//! Media platform client abstraction.
//!
//! The bot talks to the platform through a `MediaPlatform` trait so the
//! routine can run against a real gateway or a mock. The shipped
//! implementation is `GatewayClient`, an HTTP client for a self-hosted REST
//! bridge in front of the platform's private API.

mod gateway;
mod types;

pub use gateway::GatewayClient;
pub use types::*;
use super::{types::Config, ConfigError};

/// Validate configuration
/// Currently validates:
/// - Platform section has non-empty url/credentials
/// - Server port is not 0
/// - Fetcher keyword list is non-empty
/// - Routine post target is not 0
pub fn validate_config(config: &Config) -> Result<(), ConfigError> {
    if config.server.port == 0 {
        return Err(ConfigError::ValidationError(
            "server.port cannot be 0".to_string(),
        ));
    }

    if config.platform.url.is_empty() {
        return Err(ConfigError::ValidationError(
            "platform.url cannot be empty".to_string(),
        ));
    }

    if config.platform.username.is_empty() || config.platform.password.is_empty() {
        return Err(ConfigError::ValidationError(
            "platform.username and platform.password are required".to_string(),
        ));
    }

    if config.fetcher.keywords.is_empty() {
        return Err(ConfigError::ValidationError(
            "fetcher.keywords cannot be empty".to_string(),
        ));
    }

    if config.routine.target_posts == 0 {
        return Err(ConfigError::ValidationError(
            "routine.target_posts cannot be 0".to_string(),
        ));
    }

    if let Some(ref llm) = config.llm {
        if llm.api_key.as_deref().is_none_or(str::is_empty) {
            return Err(ConfigError::ValidationError(
                "llm.api_key is required when the llm section is present".to_string(),
            ));
        }
    }

    Ok(())
}
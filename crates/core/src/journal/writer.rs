use std::sync::Arc;

use tokio::sync::mpsc;

use super::{JournalEnvelope, JournalHandle, JournalRecord, JournalStore};

/// Background task that receives journal events and appends them to storage
pub struct JournalWriter {
    rx: mpsc::Receiver<JournalEnvelope>,
    store: Arc<dyn JournalStore>,
}

impl JournalWriter {
    pub fn new(rx: mpsc::Receiver<JournalEnvelope>, store: Arc<dyn JournalStore>) -> Self {
        Self { rx, store }
    }

    /// Run the writer, consuming events until the channel is closed
    ///
    /// This should be spawned as a background task.
    pub async fn run(mut self) {
        tracing::info!("Journal writer started");

        while let Some(envelope) = self.rx.recv().await {
            let record = JournalRecord {
                timestamp: envelope.timestamp,
                event_type: envelope.event.event_type().to_string(),
                event: envelope.event,
            };
            self.store.append(record);
        }

        tracing::info!("Journal writer shutting down");
    }
}

/// Create a complete journal system
///
/// Returns:
/// - `JournalHandle` - for emitting events (clone this to share across tasks)
/// - `JournalWriter` - spawn this as a background task with `tokio::spawn(writer.run())`
pub fn create_journal(
    store: Arc<dyn JournalStore>,
    buffer_size: usize,
) -> (JournalHandle, JournalWriter) {
    let (tx, rx) = mpsc::channel(buffer_size);
    let handle = JournalHandle::new(tx);
    let writer = JournalWriter::new(rx, store);
    (handle, writer)
}

#[cfg(test)]
mod tests {
    use super::*;
    use crate::journal::{JournalEvent, MemoryJournalStore};

    #[tokio::test]
    async fn test_writer_receives_and_stores_events() {
        let store = Arc::new(MemoryJournalStore::new(10));
        let store_dyn: Arc<dyn JournalStore> = Arc::clone(&store) as Arc<dyn JournalStore>;
        let (handle, writer) = create_journal(store_dyn, 10);

        let writer_handle = tokio::spawn(writer.run());

        handle
            .emit(JournalEvent::ServiceStarted {
                version: "0.1.0".to_string(),
                config_hash: "abc123".to_string(),
            })
            .await;

        drop(handle);
        writer_handle.await.unwrap();

        let records = store.recent(10);
        assert_eq!(records.len(), 1);
        assert_eq!(records[0].event_type, "service_started");
    }

    #[tokio::test]
    async fn test_cloned_handles_share_writer() {
        let store = Arc::new(MemoryJournalStore::new(10));
        let store_dyn: Arc<dyn JournalStore> = Arc::clone(&store) as Arc<dyn JournalStore>;
        let (handle1, writer) = create_journal(store_dyn, 10);
        let handle2 = handle1.clone();

        let writer_handle = tokio::spawn(writer.run());

        handle1
            .emit(JournalEvent::RunStarted {
                run_id: "r-1".to_string(),
                quota: 2,
                dry_run: false,
            })
            .await;
        handle2
            .emit(JournalEvent::RunCompleted {
                run_id: "r-1".to_string(),
                posted: 2,
                duration_ms: 10,
            })
            .await;

        drop(handle1);
        drop(handle2);
        writer_handle.await.unwrap();

        assert_eq!(store.len(), 2);
    }

    #[tokio::test]
    async fn test_events_emitted_just_before_drop_are_captured() {
        let store = Arc::new(MemoryJournalStore::new(100));
        let store_dyn: Arc<dyn JournalStore> = Arc::clone(&store) as Arc<dyn JournalStore>;
        let (handle, writer) = create_journal(store_dyn, 100);

        let writer_handle = tokio::spawn(writer.run());

        handle
            .emit(JournalEvent::ServiceStopped {
                reason: "graceful_shutdown".to_string(),
            })
            .await;
        drop(handle);

        writer_handle.await.unwrap();

        let records = store.recent(10);
        assert_eq!(records.len(), 1);
        assert_eq!(records[0].event_type, "service_stopped");
    }
}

What is being asked - Return all the lines shown above, word for word.

Answer -
//! Media platform client abstraction.
//!
//! The bot talks to the platform through a `MediaPlatform` trait so the
//! routine can run against a real gateway or a mock. The shipped
//! implementation is `GatewayClient`, an HTTP client for a self-hosted REST
//! bridge in front of the platform's private API.

mod gateway;
mod types;

pub use gateway::GatewayClient;
pub use types::*;
use super::{types::Config, ConfigError};

/// Validate configuration
/// Currently validates:
/// - Platform section has non-empty url/credentials
/// - Server port is not 0
/// - Fetcher keyword list is non-empty
/// - Routine post target is not 0
pub fn validate_config(config: &Config) -> Result<(), ConfigError> {
    if config.server.port == 0 {
        return Err(ConfigError::ValidationError(
            "server.port cannot be 0".to_string(),
        ));
    }

    if config.platform.url.is_empty() {
        return Err(ConfigError::ValidationError(
            "platform.url cannot be empty".to_string(),
        ));
    }

    if config.platform.username.is_empty() || config.platform.password.is_empty() {
        return Err(ConfigError::ValidationError(
            "platform.username and platform.password are required".to_string(),
        ));
    }

    if config.fetcher.keywords.is_empty() {
        return Err(ConfigError::ValidationError(
            "fetcher.keywords cannot be empty".to_string(),
        ));
    }

    if config.routine.target_posts == 0 {
        return Err(ConfigError::ValidationError(
            "routine.target_posts cannot be 0".to_string(),
        ));
    }

    if let Some(ref llm) = config.llm {
        if llm.api_key.as_deref().is_none_or(str::is_empty) {
            return Err(ConfigError::ValidationError(
                "llm.api_key is required when the llm section is present".to_string(),
            ));
        }
    }

    Ok(())
}
filename crates/core/src/journal/writer.rs
use std::sync::Arc;

use tokio::sync::mpsc;

use super::{JournalEnvelope, JournalHandle, JournalRecord, JournalStore};

/// Background task that receives journal events and appends them to storage
pub struct JournalWriter {
    rx: mpsc::Receiver<JournalEnvelope>,
    store: Arc<dyn JournalStore>,
}

impl JournalWriter {
    pub fn new(rx: mpsc::Receiver<JournalEnvelope>, store: Arc<dyn JournalStore>) -> Self {
        Self { rx, store }
    }

    /// Run the writer, consuming events until the channel is closed
    ///
    /// This should be spawned as a background task.
    pub async fn run(mut self) {
        tracing::info!("Journal writer started");

        while let Some(envelope) = self.rx.recv().await {
            let record = JournalRecord {
                timestamp: envelope.timestamp,
                event_type: envelope.event.event_type().to_string(),
                event: envelope.event,
            };
            self.store.append(record);
        }

        tracing::info!("Journal writer shutting down");
    }
}

/// Create a complete journal system
///
/// Returns:
/// - `JournalHandle` - for emitting events (clone this to share across tasks)
/// - `JournalWriter` - spawn this as a background task with `tokio::spawn(writer.run())`
pub fn create_journal(
    store: Arc<dyn JournalStore>,
    buffer_size: usize,
) -> (JournalHandle, JournalWriter) {
    let (tx, rx) = mpsc::channel(buffer_size);
    let handle = JournalHandle::new(tx);
    let writer = JournalWriter::new(rx, store);
    (handle, writer)
}

#[cfg(test)]
mod tests {
    use super::*;
    use crate::journal::{JournalEvent, MemoryJournalStore};

    #[tokio::test]
    async fn test_writer_receives_and_stores_events() {
        let store = Arc::new(MemoryJournalStore::new(10));
        let store_dyn: Arc<dyn JournalStore> = Arc::clone(&store) as Arc<dyn JournalStore>;
        let (handle, writer) = create_journal(store_dyn, 10);

        let writer_handle = tokio::spawn(writer.run());

        handle
            .emit(JournalEvent::ServiceStarted {
                version: "0.1.0".to_string(),
                config_hash: "abc123".to_string(),
            })
            .await;

        drop(handle);
        writer_handle.await.unwrap();

        let records = store.recent(10);
        assert_eq!(records.len(), 1);
        assert_eq!(records[0].event_type, "service_started");
    }

    #[tokio::test]
    async fn test_cloned_handles_share_writer() {
        let store = Arc::new(MemoryJournalStore::new(10));
        let store_dyn: Arc<dyn JournalStore> = Arc::clone(&store) as Arc<dyn JournalStore>;
        let (handle1, writer) = create_journal(store_dyn, 10);
        let handle2 = handle1.clone();

        let writer_handle = tokio::spawn(writer.run());

        handle1
            .emit(JournalEvent::RunStarted {
                run_id: "r-1".to_string(),
                quota: 2,
                dry_run: false,
            })
            .await;
        handle2
            .emit(JournalEvent::RunCompleted {
                run_id: "r-1".to_string(),
                posted: 2,
                duration_ms: 10,
            })
            .await;

        drop(handle1);
        drop(handle2);
        writer_handle.await.unwrap();

        assert_eq!(store.len(), 2);
    }

    #[tokio::test]
    async fn test_events_emitted_just_before_drop_are_captured() {
        let store = Arc::new(MemoryJournalStore::new(100));
        let store_dyn: Arc<dyn JournalStore> = Arc::clone(&store) as Arc<dyn JournalStore>;
        let (handle, writer) = create_journal(store_dyn, 100);

        let writer_handle = tokio::spawn(writer.run());

        handle
            .emit(JournalEvent::ServiceStopped {
                reason: "graceful_shutdown".to_string(),
            })
            .await;
        drop(handle);

        writer_handle.await.unwrap();

        let records = store.recent(10);
        assert_eq!(records.len(), 1);
        assert_eq!(records[0].event_type, "service_stopped");
    }
}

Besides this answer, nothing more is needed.